Przed spotkaniem w Waszyngtonie drużyna z Dallas wygrała tylko jedno spotkanie w sezonie, przegrywając ich aż 10. Mimo to, w stolicy USA Mavericks wygrali pewnie. Jeszcze przed przerwą goście rzucili aż 64 punkty i mieli o 11 "oczek" więcej od Wizards. W drugiej części gry zespół Ricka Carlislego powiększył przewagę i odniósł drugie zwycięstwo w obecnych rozgrywkach.
Wygrana nie pozwoliła jednak Dallas wydostać się z dna ligowej tabeli. Mavs z bilansem 2-10 wciąż zajmują 15. miejsce w konferencji zachodniej. Wizards z pięcioma zwycięstwami i pięcioma porażkami są na siódmej pozycji na wschodzie. W przegranym meczu z drużyną z Dallas zagrał Marcin Gortat. Polak rzucił osiem punktów i miał pięć zbiórek.
Ważne zwycięstwo na wschodzie odnieśli koszykarze Clevland Cavaliers. Wicemistrzowie NBA, którzy źle rozpoczęli obecny sezon, pokonali Milwaukee Bucks 124:119. Gościom nie pomogło aż 40 punktów rzuconych przez Giannisa Antetokounmpo. Clevland do zwycięstwa poprowadzili Kevin Love oraz LeBron James, którzy rzucili odpowiednio 32 i 30 punktów. Cavs mają bilans 5-6 i wyprzedzili Bucks (4-6), którzy przegrali czwarte spotkanie z rzędu.

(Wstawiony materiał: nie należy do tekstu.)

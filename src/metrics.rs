//! Serving counters and latency statistics for the loan approval pipeline.

use crate::types::decision::Decision;
use std::sync::atomic::{AtomicU64, Ordering};
use std::sync::{Arc, RwLock};
use std::time::{Duration, Instant};
use tracing::info;

/// Metrics collected while serving decisions
pub struct ServingMetrics {
    /// Applications received
    pub requests: AtomicU64,
    /// Applications that reached the classifier
    pub predictions: AtomicU64,
    /// Classifier approvals
    pub approvals: AtomicU64,
    /// Classifier rejections
    pub rejections: AtomicU64,
    /// Applications rejected by a business rule before prediction
    pub validation_failures: AtomicU64,
    /// Decision latencies (in microseconds)
    latencies: RwLock<Vec<u64>>,
    /// Approval probability distribution buckets
    probability_buckets: RwLock<[u64; 10]>,
    /// Start time for rate calculation
    start_time: Instant,
}

impl ServingMetrics {
    pub fn new() -> Self {
        Self {
            requests: AtomicU64::new(0),
            predictions: AtomicU64::new(0),
            approvals: AtomicU64::new(0),
            rejections: AtomicU64::new(0),
            validation_failures: AtomicU64::new(0),
            latencies: RwLock::new(Vec::with_capacity(1000)),
            probability_buckets: RwLock::new([0; 10]),
            start_time: Instant::now(),
        }
    }

    /// Record a classifier decision
    pub fn record_prediction(&self, latency: Duration, decision: Decision, probability: f64) {
        self.requests.fetch_add(1, Ordering::Relaxed);
        self.predictions.fetch_add(1, Ordering::Relaxed);
        match decision {
            Decision::Approved => self.approvals.fetch_add(1, Ordering::Relaxed),
            Decision::Rejected => self.rejections.fetch_add(1, Ordering::Relaxed),
        };

        self.record_latency(latency);

        let bucket = ((probability * 10.0).max(0.0) as usize).min(9);
        if let Ok(mut buckets) = self.probability_buckets.write() {
            buckets[bucket] += 1;
        }
    }

    /// Record an application rejected before prediction
    pub fn record_validation_failure(&self, latency: Duration) {
        self.requests.fetch_add(1, Ordering::Relaxed);
        self.validation_failures.fetch_add(1, Ordering::Relaxed);
        self.record_latency(latency);
    }

    fn record_latency(&self, latency: Duration) {
        if let Ok(mut times) = self.latencies.write() {
            times.push(latency.as_micros() as u64);
            // Keep only the most recent 10000
            if times.len() > 10000 {
                times.drain(0..5000);
            }
        }
    }

    /// Latency percentiles over the retained window
    pub fn get_latency_stats(&self) -> LatencyStats {
        let Ok(times) = self.latencies.read() else {
            return LatencyStats::default();
        };
        if times.is_empty() {
            return LatencyStats::default();
        }

        let mut sorted: Vec<u64> = times.clone();
        sorted.sort_unstable();

        let sum: u64 = sorted.iter().sum();
        let count = sorted.len();

        LatencyStats {
            count: count as u64,
            mean_us: sum / count as u64,
            p50_us: sorted[count / 2],
            p95_us: sorted[(count as f64 * 0.95) as usize],
            p99_us: sorted[(count as f64 * 0.99) as usize],
            max_us: sorted[count - 1],
        }
    }

    /// Approvals as a fraction of classifier decisions
    pub fn get_approval_rate(&self) -> f64 {
        let predictions = self.predictions.load(Ordering::Relaxed);
        if predictions == 0 {
            return 0.0;
        }
        self.approvals.load(Ordering::Relaxed) as f64 / predictions as f64
    }

    /// Requests per second since start
    pub fn get_throughput(&self) -> f64 {
        let elapsed = self.start_time.elapsed().as_secs_f64();
        if elapsed > 0.0 {
            self.requests.load(Ordering::Relaxed) as f64 / elapsed
        } else {
            0.0
        }
    }

    pub fn get_probability_distribution(&self) -> [u64; 10] {
        self.probability_buckets
            .read()
            .map(|buckets| *buckets)
            .unwrap_or_default()
    }

    /// Log a summary of everything recorded so far
    pub fn print_summary(&self) {
        let requests = self.requests.load(Ordering::Relaxed);
        let predictions = self.predictions.load(Ordering::Relaxed);
        let approvals = self.approvals.load(Ordering::Relaxed);
        let rejections = self.rejections.load(Ordering::Relaxed);
        let validation_failures = self.validation_failures.load(Ordering::Relaxed);
        let latency = self.get_latency_stats();
        let distribution = self.get_probability_distribution();

        info!("╔══════════════════════════════════════════════════════════════╗");
        info!("║             LOAN APPROVAL SERVICE - METRICS SUMMARY          ║");
        info!("╠══════════════════════════════════════════════════════════════╣");
        info!(
            "║ Requests: {:>8}  │  Throughput: {:>6.1} req/s                 ║",
            requests,
            self.get_throughput()
        );
        info!(
            "║ Predictions: {:>6}  │  Approved: {:>6}  │  Rejected: {:>6}   ║",
            predictions, approvals, rejections
        );
        info!(
            "║ Validation rejections: {:>6}  │  Approval rate: {:>5.1}%      ║",
            validation_failures,
            self.get_approval_rate() * 100.0
        );
        info!("╠══════════════════════════════════════════════════════════════╣");
        info!(
            "║ Latency (μs): mean={:>5} p50={:>5} p95={:>5} p99={:>5}        ║",
            latency.mean_us, latency.p50_us, latency.p95_us, latency.p99_us
        );
        info!("╠══════════════════════════════════════════════════════════════╣");
        info!("║ Approval Probability Distribution:                           ║");
        let total: u64 = distribution.iter().sum();
        for (i, &count) in distribution.iter().enumerate() {
            let pct = if total > 0 {
                (count as f64 / total as f64) * 100.0
            } else {
                0.0
            };
            let bar = "█".repeat(((pct / 2.0) as usize).min(20));
            info!(
                "║   {:.1}-{:.1}: {:>6} ({:>5.1}%) {}",
                i as f64 / 10.0,
                (i + 1) as f64 / 10.0,
                count,
                pct,
                bar
            );
        }
        info!("╚══════════════════════════════════════════════════════════════╝");
    }
}

impl Default for ServingMetrics {
    fn default() -> Self {
        Self::new()
    }
}

/// Decision latency statistics
#[derive(Debug, Default, Clone, Copy, PartialEq, Eq)]
pub struct LatencyStats {
    pub count: u64,
    pub mean_us: u64,
    pub p50_us: u64,
    pub p95_us: u64,
    pub p99_us: u64,
    pub max_us: u64,
}

/// Prints a metrics summary at a fixed interval
pub struct MetricsReporter {
    metrics: Arc<ServingMetrics>,
    interval_secs: u64,
}

impl MetricsReporter {
    pub fn new(metrics: Arc<ServingMetrics>, interval_secs: u64) -> Self {
        Self {
            metrics,
            interval_secs,
        }
    }

    /// Start the periodic reporting task
    pub async fn start(self) {
        let mut interval = tokio::time::interval(Duration::from_secs(self.interval_secs.max(1)));
        // First tick completes immediately
        interval.tick().await;
        loop {
            interval.tick().await;
            self.metrics.print_summary();
        }
    }
}

#[cfg(test)]
mod tests {
    use super::*;

    #[test]
    fn test_metrics_recording() {
        let metrics = ServingMetrics::new();

        metrics.record_prediction(Duration::from_micros(100), Decision::Approved, 0.8);
        metrics.record_prediction(Duration::from_micros(300), Decision::Rejected, 0.2);
        metrics.record_validation_failure(Duration::from_micros(5));

        assert_eq!(metrics.requests.load(Ordering::Relaxed), 3);
        assert_eq!(metrics.predictions.load(Ordering::Relaxed), 2);
        assert_eq!(metrics.approvals.load(Ordering::Relaxed), 1);
        assert_eq!(metrics.rejections.load(Ordering::Relaxed), 1);
        assert_eq!(metrics.validation_failures.load(Ordering::Relaxed), 1);
        assert_eq!(metrics.get_approval_rate(), 0.5);
    }

    #[test]
    fn test_latency_stats() {
        let metrics = ServingMetrics::new();
        assert_eq!(metrics.get_latency_stats(), LatencyStats::default());

        for us in [10, 20, 30, 40] {
            metrics.record_prediction(Duration::from_micros(us), Decision::Approved, 1.0);
        }

        let stats = metrics.get_latency_stats();
        assert_eq!(stats.count, 4);
        assert_eq!(stats.mean_us, 25);
        assert_eq!(stats.p50_us, 30);
        assert_eq!(stats.max_us, 40);
    }

    #[test]
    fn test_probability_buckets() {
        let metrics = ServingMetrics::new();
        metrics.record_prediction(Duration::ZERO, Decision::Approved, 1.0);
        metrics.record_prediction(Duration::ZERO, Decision::Rejected, 0.0);
        metrics.record_prediction(Duration::ZERO, Decision::Rejected, 0.35);

        let distribution = metrics.get_probability_distribution();
        assert_eq!(distribution[9], 1);
        assert_eq!(distribution[0], 1);
        assert_eq!(distribution[3], 1);
    }
}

Spory zawód swoim kibicom sprawili zawodnicy Oklahoma City Thunder. Drużyna Billy'ego Donovana przegrała z Sacramento Kings 94:86 i jest to trzecia jej porażka z rzędu. Thunder z bilansem 4-6 zajmują dopiero 12. miejsce w tabeli konferencji zachodniej. W nocy z wtorku na środę polskiego czasu najbardziej rozczarowało gwiazdorskie trio - Russell Westbrook, Carmelo Anthony i Paul George mieli wspólnie zaledwie 15 skutecznych (z 44 rzutów) z gry.